Finney’s account became active again around 12:00 PM PST on December 16th, so we seem to have realized these concerns. According to Bitcoin advocate and software engineer Jameson Lopp, the resurrection of accounts was initially met with skepticism. warned A malicious individual may have taken over Finney’s account.
However, Hal’s wife, Fran Finney, quickly admitted that she was managing the account on behalf of her husband. She addressed her Lopp in a tweet. write in:
this is [Fran Finney]I’m tweeting for Hal…to avoid having his account deleted by Elon.
she later I have written:
I like to keep Hal’s account active, so I post from his account from time to time. When posting, keep tagging yourself as the poster.
The news comes on the heels of another development related to early Bitcoin activity. Martin Shkreli, Tuesday, December 13 tried to show Based on the encrypted signature, the pseudonymous Satoshi Nakamoto is actually former cartel boss and programmer Paul Le Roux.

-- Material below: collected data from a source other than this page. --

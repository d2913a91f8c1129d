pub const DEFAULT_USER_AGENT: &str = concat!("playlist-proxy/", env!("CARGO_PKG_VERSION"));

#[derive(clap::ValueEnum, Clone, Debug, Copy, PartialEq, Eq)]
pub enum CargoEnv {
    Development,
    Production,
}

impl CargoEnv {
    pub fn as_str(&self) -> &'static str {
        match self {
            CargoEnv::Development => "development",
            CargoEnv::Production => "production",
        }
    }
}

#[derive(clap::Parser, Clone, Debug)]
pub struct AppConfig {
    // production or development
    #[clap(long, env, value_enum, default_value = "development")]
    pub cargo_env: CargoEnv,

    // port that the app will bind to
    #[clap(long, env, default_value = "5000")]
    pub port: u16,

    // redis url for playlist storage. leave it out and everything lives in memory, which is fine
    // for trying things locally but is gone on restart
    #[clap(long, env)]
    pub redis_url: Option<String>,

    // this should be either * for allowing everything, or a comma seperated list of domains like
    // https://example.com,https://something.com
    // only the /api routes use this, /proxy is always open
    #[clap(long, env, default_value = "*")]
    pub cors_origin: String,

    // origin written into rewritten manifests (https://my.app). when unset it's worked out from the
    // forwarded headers of each request, set it if the app sits behind something that strips them
    #[clap(long, env)]
    pub public_origin: Option<String>,

    // user agent for outbound requests when the player didn't send one
    #[clap(long, env, default_value = DEFAULT_USER_AGENT)]
    pub user_agent: String,

    // optional sentry integration
    #[clap(long, env)]
    pub sentry_dsn: Option<String>,
}

impl AppConfig {
    /// allowed origins for the api routes, `None` means anything goes
    pub fn cors_origins(&self) -> Option<Vec<String>> {
        let trimmed = self.cors_origin.trim();
        if trimmed.is_empty() || trimmed == "*" {
            return None;
        }

        Some(
            trimmed
                .split(',')
                .map(|origin| origin.trim().trim_end_matches('/').to_string())
                .filter(|origin| !origin.is_empty())
                .collect(),
        )
    }
}

impl Default for AppConfig {
    // mostly used by tests, the real values come from clap
    fn default() -> Self {
        Self {
            cargo_env: CargoEnv::Development,
            port: 5000,
            redis_url: None,
            cors_origin: "*".to_string(),
            public_origin: None,
            user_agent: DEFAULT_USER_AGENT.to_string(),
            sentry_dsn: None,
        }
    }
}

This transaction was made by Paul Leroux to Hal Finney on January 12, 2009 #bitcoin
The signature was supposedly made with Finney’s real name. However, one commentator points out that the type of signature used for validation in Bitcoin was not implemented until after Finney’s death. Therefore, that signature statement was not made at the time of the 2009 transaction. Finney’s private key was likely stolen, and the statement could be false.
As such, today’s genuine reopening of Finney’s account appears to have nothing to do with the apparently fake Bitcoin signatures seen earlier this week.